Al final de una estrecha y húmeda callejuela irrumpe en Luang Prabang un sonido grave y entonado. A medida que avanzo, va cobrando forma, es un cántico alegre y sostenido que proviene del interior de un templo budista. Hay una enorme puerta de madera chapada en metal en la que aparecen dos grandes guerreros con cara de dragón custodiando el recinto.
Texto: Miguel Ángel Vicente de Vera
La oscuridad transita hacia una media penumbra construida a base de cientos de velas. Las paredes están decoradas con pinturas de batallas milenarias, palacios de ensueño y grandes imágenes de buda. Al fondo hay un pequeño altar presidido por una escultura de un buda sonriente, revestida en pan de oro. Está rodeada por otras pequeñas figurillas, guirnaldas, flores y ofrendas con arroz.

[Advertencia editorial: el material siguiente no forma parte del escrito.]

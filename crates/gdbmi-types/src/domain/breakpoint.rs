use crate::error::{Error, Result};
use crate::value::{Results, Value};
use serde::{Serialize, Serializer};
use std::fmt;
use std::str::FromStr;

/// Address GDB reports for a breakpoint that resolved to several locations.
pub const MULTIPLE_ADDRESS: &str = "<MULTIPLE>";

/// Breakpoint number: `N` for a breakpoint, `N.M` for one of its locations.
#[derive(Debug, Clone, Copy, PartialEq, Eq, PartialOrd, Ord, Hash)]
pub struct BreakpointId {
    pub number: u32,
    pub location: Option<u32>,
}

impl BreakpointId {
    pub fn new(number: u32) -> Self {
        Self {
            number,
            location: None,
        }
    }

    pub fn location(number: u32, location: u32) -> Self {
        Self {
            number,
            location: Some(location),
        }
    }

    pub fn is_location(&self) -> bool {
        self.location.is_some()
    }

    /// The owning breakpoint; a plain id is its own parent.
    pub fn parent(&self) -> BreakpointId {
        BreakpointId::new(self.number)
    }
}

impl FromStr for BreakpointId {
    type Err = Error;

    fn from_str(s: &str) -> Result<Self> {
        let invalid = || Error::InvalidBreakpointId(s.to_string());
        match s.split_once('.') {
            Some((number, location)) => Ok(BreakpointId::location(
                number.parse().map_err(|_| invalid())?,
                location.parse().map_err(|_| invalid())?,
            )),
            None => Ok(BreakpointId::new(s.parse().map_err(|_| invalid())?)),
        }
    }
}

impl fmt::Display for BreakpointId {
    fn fmt(&self, f: &mut fmt::Formatter<'_>) -> fmt::Result {
        match self.location {
            Some(location) => write!(f, "{}.{}", self.number, location),
            None => write!(f, "{}", self.number),
        }
    }
}

impl Serialize for BreakpointId {
    fn serialize<S: Serializer>(&self, serializer: S) -> std::result::Result<S::Ok, S::Error> {
        serializer.collect_str(self)
    }
}

#[derive(Debug, Clone, PartialEq, Eq, Serialize)]
pub struct Breakpoint {
    pub id: BreakpointId,
    pub kind: Option<String>,
    pub disposition: Option<String>,
    /// `None` until the debugger reports it; an unreported flag reads as
    /// enabled.
    pub enabled: Option<bool>,
    pub address: Option<String>,
    pub function: Option<String>,
    pub file: Option<String>,
    pub fullname: Option<String>,
    pub line: Option<u32>,
    pub condition: Option<String>,
    pub ignore_count: Option<u32>,
    pub hit_count: Option<u32>,
    pub original_location: Option<String>,
    pub sub_locations: Vec<Breakpoint>,
}

impl Breakpoint {
    pub fn new(id: BreakpointId) -> Self {
        Self {
            id,
            kind: None,
            disposition: None,
            enabled: None,
            address: None,
            function: None,
            file: None,
            fullname: None,
            line: None,
            condition: None,
            ignore_count: None,
            hit_count: None,
            original_location: None,
            sub_locations: Vec::new(),
        }
    }

    /// Build from a `bkpt` tuple; `None` when the `number` field is missing
    /// or malformed.
    pub fn from_results(results: &Results) -> Option<Self> {
        let id = results.get_str("number")?.parse().ok()?;
        let mut breakpoint = Breakpoint::new(id);
        breakpoint.apply(results);
        Some(breakpoint)
    }

    /// Build from a whole `bkpt` value. A list is a multi-location
    /// breakpoint: the head is the parent, the tail its locations.
    pub fn from_value(value: &Value) -> Option<Self> {
        let (head, tail) = value.items().split_first()?;
        let mut parent = Breakpoint::from_results(head.unkeyed().as_tuple()?)?;
        let locations: Vec<Breakpoint> = tail
            .iter()
            .filter_map(|v| v.unkeyed().as_tuple())
            .filter_map(Breakpoint::from_results)
            .collect();
        if !locations.is_empty() {
            parent.sub_locations = locations;
        }
        Some(parent)
    }

    /// Merge every field present in `results`, leaving absent ones alone.
    pub fn apply(&mut self, results: &Results) {
        for (key, value) in results.iter() {
            let Some(text) = value.as_const() else {
                continue;
            };
            match key {
                "type" => self.kind = Some(text.to_string()),
                "disp" => self.disposition = Some(text.to_string()),
                "enabled" => self.enabled = Some(text == "y"),
                "addr" => self.address = Some(text.to_string()),
                "func" => self.function = Some(text.to_string()),
                "file" => self.file = Some(text.to_string()),
                "fullname" => self.fullname = Some(text.to_string()),
                "line" => self.line = text.parse().ok(),
                "cond" => self.condition = Some(text.to_string()),
                "ignore" => self.ignore_count = text.parse().ok(),
                "times" => self.hit_count = text.parse().ok(),
                "original-location" => self.original_location = Some(text.to_string()),
                _ => {}
            }
        }

        // MI3 nests locations inside the parent tuple
        if let Some(Value::List(locations)) = results.get("locations") {
            self.sub_locations = locations
                .iter()
                .filter_map(|v| v.unkeyed().as_tuple())
                .filter_map(Breakpoint::from_results)
                .collect();
        }
    }

    /// Overwrite fields with another snapshot of the same breakpoint.
    pub fn merge(&mut self, other: Breakpoint) {
        let Breakpoint {
            id: _,
            kind,
            disposition,
            enabled,
            address,
            function,
            file,
            fullname,
            line,
            condition,
            ignore_count,
            hit_count,
            original_location,
            sub_locations,
        } = other;

        self.enabled = enabled.or(self.enabled);
        self.kind = kind.or(self.kind.take());
        self.disposition = disposition.or(self.disposition.take());
        self.address = address.or(self.address.take());
        self.function = function.or(self.function.take());
        self.file = file.or(self.file.take());
        self.fullname = fullname.or(self.fullname.take());
        self.line = line.or(self.line);
        self.condition = condition.or(self.condition.take());
        self.ignore_count = ignore_count.or(self.ignore_count);
        self.hit_count = hit_count.or(self.hit_count);
        self.original_location = original_location.or(self.original_location.take());
        if !sub_locations.is_empty() {
            self.sub_locations = sub_locations;
        }
    }

    pub fn is_enabled(&self) -> bool {
        self.enabled.unwrap_or(true)
    }

    pub fn is_multiple(&self) -> bool {
        self.address.as_deref() == Some(MULTIPLE_ADDRESS) || !self.sub_locations.is_empty()
    }

    /// Source position, preferring the absolute path.
    pub fn source(&self) -> Option<(&str, u32)> {
        let file = self.fullname.as_deref().or(self.file.as_deref())?;
        Some((file, self.line?))
    }

    /// Whether this breakpoint sits at `file:line`, matching either the
    /// absolute or the relative file name.
    pub fn is_at(&self, file: &str, line: u32) -> bool {
        self.line == Some(line)
            && (self.fullname.as_deref() == Some(file) || self.file.as_deref() == Some(file))
    }

    pub fn sub_location(&self, id: &BreakpointId) -> Option<&Breakpoint> {
        self.sub_locations.iter().find(|loc| loc.id == *id)
    }

    pub fn sub_location_mut(&mut self, id: &BreakpointId) -> Option<&mut Breakpoint> {
        self.sub_locations.iter_mut().find(|loc| loc.id == *id)
    }
}

/// Where `-break-insert` should place a breakpoint.
#[derive(Debug, Clone, PartialEq, Eq)]
pub enum BreakLocation {
    Source { file: String, line: u32 },
    Function(String),
}

impl BreakLocation {
    /// Exactly one of `file`+`line` or `function` must be given.
    pub fn from_parts(
        file: Option<String>,
        line: Option<u32>,
        function: Option<String>,
    ) -> Result<Self> {
        match (file, line, function) {
            (Some(file), Some(line), None) => Ok(BreakLocation::Source { file, line }),
            (None, None, Some(function)) => Ok(BreakLocation::Function(function)),
            (None, None, None) => Err(Error::InvalidLocation(
                "either file and line or a function is required".to_string(),
            )),
            (_, _, Some(_)) => Err(Error::InvalidLocation(
                "file/line and function are mutually exclusive".to_string(),
            )),
            _ => Err(Error::InvalidLocation(
                "file and line must be given together".to_string(),
            )),
        }
    }
}

impl fmt::Display for BreakLocation {
    fn fmt(&self, f: &mut fmt::Formatter<'_>) -> fmt::Result {
        match self {
            BreakLocation::Source { file, line } => write!(f, "{}:{}", file, line),
            BreakLocation::Function(function) => f.write_str(function),
        }
    }
}

/// Requested changes to an existing breakpoint. An empty condition string
/// clears the condition.
#[derive(Debug, Clone, Default, PartialEq, Eq)]
pub struct BreakpointPatch {
    pub condition: Option<String>,
    pub ignore_count: Option<u32>,
    pub enabled: Option<bool>,
}

#[derive(Debug, Clone, PartialEq, Eq)]
pub enum BreakpointChange {
    Condition(String),
    IgnoreCount(u32),
    Enabled(bool),
}

impl BreakpointPatch {
    /// The subset of this patch that differs from `current`.
    pub fn changes_against(&self, current: &Breakpoint) -> Vec<BreakpointChange> {
        let mut changes = Vec::new();

        if let Some(condition) = &self.condition
            && current.condition.as_deref().unwrap_or("") != condition
        {
            changes.push(BreakpointChange::Condition(condition.clone()));
        }
        if let Some(count) = self.ignore_count
            && current.ignore_count.unwrap_or(0) != count
        {
            changes.push(BreakpointChange::IgnoreCount(count));
        }
        if let Some(enabled) = self.enabled
            && current.is_enabled() != enabled
        {
            changes.push(BreakpointChange::Enabled(enabled));
        }

        changes
    }
}

impl BreakpointChange {
    pub fn apply_to(&self, breakpoint: &mut Breakpoint) {
        match self {
            BreakpointChange::Condition(c) if c.is_empty() => breakpoint.condition = None,
            BreakpointChange::Condition(c) => breakpoint.condition = Some(c.clone()),
            BreakpointChange::IgnoreCount(0) => breakpoint.ignore_count = None,
            BreakpointChange::IgnoreCount(n) => breakpoint.ignore_count = Some(*n),
            BreakpointChange::Enabled(enabled) => breakpoint.enabled = Some(*enabled),
        }
    }
}

/// Read-side filter for breakpoint listings.
#[derive(Debug, Clone, Default)]
pub struct BreakpointFilter {
    pub file: Option<String>,
    pub enabled: Option<bool>,
}

impl BreakpointFilter {
    pub fn all() -> Self {
        Self::default()
    }

    pub fn in_file(file: impl Into<String>) -> Self {
        Self {
            file: Some(file.into()),
            enabled: None,
        }
    }

    pub fn matches(&self, breakpoint: &Breakpoint) -> bool {
        let file_ok = match &self.file {
            None => true,
            Some(file) => {
                let matches_file = |bp: &Breakpoint| {
                    bp.fullname.as_deref() == Some(file.as_str())
                        || bp.file.as_deref() == Some(file.as_str())
                };
                matches_file(breakpoint) || breakpoint.sub_locations.iter().any(matches_file)
            }
        };
        let enabled_ok = self.enabled.is_none_or(|e| breakpoint.is_enabled() == e);
        file_ok && enabled_ok
    }
}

En el centro de la sala hay unos 40 jóvenes budistas con edades que oscilan entre los 10 y los 20 años sentados sobre unas esterillas. El lejano sonido deviene en canto celestial.
La música construye una armonía a modo de canon: un grupo de voces canta una melodía y al cabo de unos instantes otro grupo repite esa misma melodía, generando una sensación de canto total, que abarca todo el espacio.
Gran parte de estos rezos recuerdan las enseñanzas de Siddhartha Gautama, también llamado Buda, que significa “El que se ha iluminado”. También son alabanzas y exorcismos, recetas para atajar los males y enfermedades. El oído occidental, tan poco acostumbrado a estas sonoridades, queda hipnotizado y abrumado por estos cánticos que parecen dirigirse a un estado superior del alma.
A pesar de que para el turista americano es un nombre desconocido, muchos aseguran que se trata de una de las ciudades más hermosas y de todo el Sudeste Asiático.
La ceremonia de entrega de limosna o Tak Bat es una de los acontecimientos más bellos y singulares de Luang Prabang. Cada día, sobre las 5:30 de la madrugada, justo cuando el sol comienza a despuntar, aparecen varios grupos de jóvenes budistas que caminan en fila india en absoluto silencio por las calles de la ciudad para recoger las ofrendas de que le entregan los vecinos y los turistas. Visten una túnica naranja, unas sencillas sandalias de cuero y una bolsa de mimbre en la que recogen el arroz y la fruta que les entregan. A pesar de la sencillez de su atuendo, emanan una elegancia y solemnidad que deslumbra, como si fueran unos apóstoles de la luz.
En muchos casos este será su único alimento del día. Su vida está dedicada a la oración y recogimiento, no a trabajar. Pero que nadie piense que la vida de un monje budista es la de un holgazán. Al revés, sus días transcurren en una férrea disciplina. Madrugan todos los días a las 5:00 horas, rezan continuamente, practican meditación, estudian filosofía, historia, matemáticas, ayudan en las labores del templo y no tienen jamás una compensación económica. Viven únicamente de lo que la comunidad les entrega.
Con sus 4,880 kilómetros, es el octavo más largo del mundo, y atraviesa todo el país de norte a sur. De un intenso color marrón chocolate, es fuente de vida para los laosianos. Les provee alimento, trabajo, energía y vías de transporte. En las orillas del río abundan unos sencillos restaurantes donde disfrutar de unas puestas de sol junto a una Lao Beer, la cerveza nacional. Las barbacoas de chancho, pollo y verduras también son famosas, así como la ensalada de papaya picante con cilantro y azúcar de palma y ají.
En el siglo XIV, Luang Prabang alcanzó su esplendor, bajo el reino de La Xang, fue en esa época cuando adquirió el mítico nombre de «El Reino del Millón de elefantes», siendo un foco cultural y artístico de la región, compitiendo con el mismísimo reino de Siam. Siempre prevaleció su naturaleza sacra, como centro de estudios budistas.
En la construcción del tejido urbano, destaca la arquitectura colonial francesa, que marcó la segunda mitad del siglo XIX, cuando Laos formaba parte de los llamados territorios de Indochina. Se trata de unos encantadores edificios de estilo francés, de dos plantas con balcones adornados y fachadas encaladas.
Los templos budistas construyen el contrapunto de la ciudad. Los laosianos están ricamente ornamentados, con las paredes y techos pintados, esculturas y altares rebosantes de obras de arte. Una singularidad son sus techos, con varias capas superpuestas en forma de V invertida.
La mejor manera de descifrar esta evocadora ciudad, es en bicicleta. Alquilar una es fácil y barato. Tan solo hay que dejarse llevar y perderse por el entramado de calles centenarias.